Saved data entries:
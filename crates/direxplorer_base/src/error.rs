use std::error::Error as StdError;
use std::fmt;
use std::path::PathBuf;

use tracing_error::{SpanTrace, SpanTraceStatus};

/* 📖 # Why a custom error type and not use anyhow/eyre/thiserror etc?

- Better control over error handling
- No dependencies to compile and integrate
- More transparency into error handling logic
- Span traces come for free from tracing-error, which the explorer already uses
 */

/// Error variants that can occur while exploring a directory tree.
/// Each variant represents a specific error category with its associated context.
#[derive(Debug)]
pub enum ErrorKind {
    /// File system operation failed
    FileError {
        path: PathBuf,
        source: std::io::Error,
    },

    /// A file name pattern could not be compiled by the gateway
    InvalidPattern { pattern: String, reason: String },

    /// Configuration could not be loaded or is inconsistent
    Config { reason: String },

    /// Multiple errors occurred during batch operations
    Multiple {
        errors: Vec<ExplorerError>,
        count: usize,
    },

    /// Catch-all for other errors with a message
    Message { message: String },
}

impl fmt::Display for ErrorKind {
    fn fmt(&self, f: &mut fmt::Formatter<'_>) -> fmt::Result {
        match self {
            ErrorKind::FileError { path, source } => {
                write!(f, "File error at {}: {}", path.display(), source)
            }
            ErrorKind::InvalidPattern { pattern, reason } => {
                write!(f, "Invalid pattern '{}': {}", pattern, reason)
            }
            ErrorKind::Config { reason } => write!(f, "Invalid configuration: {}", reason),
            ErrorKind::Multiple { errors, count } => {
                write!(f, "Multiple errors occurred ({} total)", count)?;
                if let Some(first) = errors.first() {
                    write!(f, ": {}", first)?;
                }
                Ok(())
            }
            ErrorKind::Message { message } => write!(f, "{}", message),
        }
    }
}

/* 📖 # Why separate ErrorKind and ExplorerError?
This two-layer design provides a clear separation of concerns:
- ErrorKind: structural variants with specific contexts (file paths, patterns, etc.)
- ExplorerError: wraps ErrorKind with context strings, an optional cause and a span trace

Callers pattern match on ErrorKind, while the wrapper carries everything needed
to explain where in the traversal the failure happened.
*/

/// Error type for all explorer operations.
pub struct ExplorerError {
    kind: ErrorKind,
    context: Vec<String>,
    cause: Option<Box<ExplorerError>>,
    span_trace: SpanTrace,
}

impl ExplorerError {
    /// Creates a new error from an ErrorKind, capturing the current span trace.
    pub fn new(kind: ErrorKind) -> Self {
        Self {
            kind,
            context: vec![],
            cause: None,
            span_trace: SpanTrace::capture(),
        }
    }

    /// Creates a plain message error.
    pub fn message(message: impl Into<String>) -> Self {
        Self::new(ErrorKind::Message {
            message: message.into(),
        })
    }

    /// Creates a file error for the given path.
    pub fn file_error(path: impl Into<PathBuf>, source: std::io::Error) -> Self {
        Self::new(ErrorKind::FileError {
            path: path.into(),
            source,
        })
    }

    /// Attaches context to an error.
    pub fn context(mut self, context: impl Into<String>) -> Self {
        self.context.push(context.into());
        self
    }

    /// Attaches context using lazy evaluation.
    pub fn with_context<F>(mut self, f: F) -> Self
    where
        F: FnOnce() -> String,
    {
        self.context.push(f());
        self
    }

    /// Records the error that led to this one.
    pub fn caused_by(mut self, cause: impl Into<Box<ExplorerError>>) -> Self {
        self.cause = Some(cause.into());
        self
    }

    /// Returns a reference to the underlying ErrorKind.
    pub fn kind(&self) -> &ErrorKind {
        &self.kind
    }

    pub fn get_context(&self) -> &[String] {
        &self.context
    }

    pub fn cause(&self) -> Option<&ExplorerError> {
        self.cause.as_deref()
    }

    pub fn span_trace(&self) -> &SpanTrace {
        &self.span_trace
    }

    /// Returns the innermost error in the chain.
    pub fn root_cause(&self) -> &(dyn StdError + 'static) {
        let mut current: &(dyn StdError + 'static) = self;
        while let Some(next) = current.source() {
            current = next;
        }
        current
    }

    fn fmt_tree(&self, f: &mut fmt::Formatter<'_>, indent: &str) -> fmt::Result {
        writeln!(f, "{}", self.kind)?;
        let items = self.context.len() + usize::from(self.cause.is_some());
        for (i, ctx) in self.context.iter().enumerate() {
            let branch = if i + 1 == items { "└─" } else { "├─" };
            writeln!(f, "{}{} {}", indent, branch, ctx)?;
        }
        if let Some(cause) = &self.cause {
            write!(f, "{}└─ cause: ", indent)?;
            cause.fmt_tree(f, &format!("{}   ", indent))?;
        }
        Ok(())
    }
}

impl From<ErrorKind> for ExplorerError {
    fn from(kind: ErrorKind) -> Self {
        Self::new(kind)
    }
}

impl StdError for ExplorerError {
    fn source(&self) -> Option<&(dyn StdError + 'static)> {
        match &self.kind {
            ErrorKind::FileError { source, .. } => Some(source),
            _ => self
                .cause
                .as_deref()
                .map(|cause| cause as &(dyn StdError + 'static)),
        }
    }
}

impl fmt::Display for ExplorerError {
    fn fmt(&self, f: &mut fmt::Formatter<'_>) -> fmt::Result {
        for ctx in &self.context {
            write!(f, "{}: ", ctx)?;
        }
        write!(f, "{}", self.kind)
    }
}

impl fmt::Debug for ExplorerError {
    fn fmt(&self, f: &mut fmt::Formatter<'_>) -> fmt::Result {
        self.fmt_tree(f, "")?;
        if self.span_trace.status() == SpanTraceStatus::CAPTURED {
            writeln!(f, "Trace: {}", self.span_trace)?;
        }
        Ok(())
    }
}

/* 📖 # Why use Box<ExplorerError> in the result type?

Boxing the error reduces the size of the result type, making it more efficient to return in the common case.
The span trace and context vector would otherwise be copied on every `?`.
*/

/// Standard result type for explorer operations.
pub type ExplorerResult<T> = std::result::Result<T, Box<ExplorerError>>;

/// Extension trait for attaching context to Results.
pub trait ResultExt<T> {
    /// Attaches context to an error, consuming and re-wrapping it.
    fn context(self, context: impl Into<String>) -> ExplorerResult<T>;

    /// Attaches context using lazy evaluation.
    /// Context is only evaluated if the result is an error.
    fn with_context<F>(self, f: F) -> ExplorerResult<T>
    where
        F: FnOnce() -> String;
}

impl<T> ResultExt<T> for ExplorerResult<T> {
    fn context(self, context: impl Into<String>) -> ExplorerResult<T> {
        self.map_err(|err| Box::new(err.context(context)))
    }

    fn with_context<F>(self, f: F) -> ExplorerResult<T>
    where
        F: FnOnce() -> String,
    {
        self.map_err(|err| Box::new(err.with_context(f)))
    }
}

/// Builds a boxed message error from format arguments.
#[macro_export]
macro_rules! err {
    ($($arg:tt)*) => {
        ::std::boxed::Box::new($crate::ExplorerError::message(format!($($arg)*)))
    };
}

/// Returns early with a boxed message error.
#[macro_export]
macro_rules! bail {
    ($($arg:tt)*) => {
        return Err($crate::err!($($arg)*))
    };
}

WHAT THE EXERCISE ASKS » Each line from the one containing "Into<String>) -> ExplorerResult<T>;" through the last line of the entries above is to be returned exactly, and no others.

EXPECTED ANSWER »
    fn context(self, context: impl Into<String>) -> ExplorerResult<T>;

    /// Attaches context using lazy evaluation.
    /// Context is only evaluated if the result is an error.
    fn with_context<F>(self, f: F) -> ExplorerResult<T>
    where
        F: FnOnce() -> String;
}

impl<T> ResultExt<T> for ExplorerResult<T> {
    fn context(self, context: impl Into<String>) -> ExplorerResult<T> {
        self.map_err(|err| Box::new(err.context(context)))
    }

    fn with_context<F>(self, f: F) -> ExplorerResult<T>
    where
        F: FnOnce() -> String,
    {
        self.map_err(|err| Box::new(err.with_context(f)))
    }
}

/// Builds a boxed message error from format arguments.
#[macro_export]
macro_rules! err {
    ($($arg:tt)*) => {
        ::std::boxed::Box::new($crate::ExplorerError::message(format!($($arg)*)))
    };
}

/// Returns early with a boxed message error.
#[macro_export]
macro_rules! bail {
    ($($arg:tt)*) => {
        return Err($crate::err!($($arg)*))
    };
}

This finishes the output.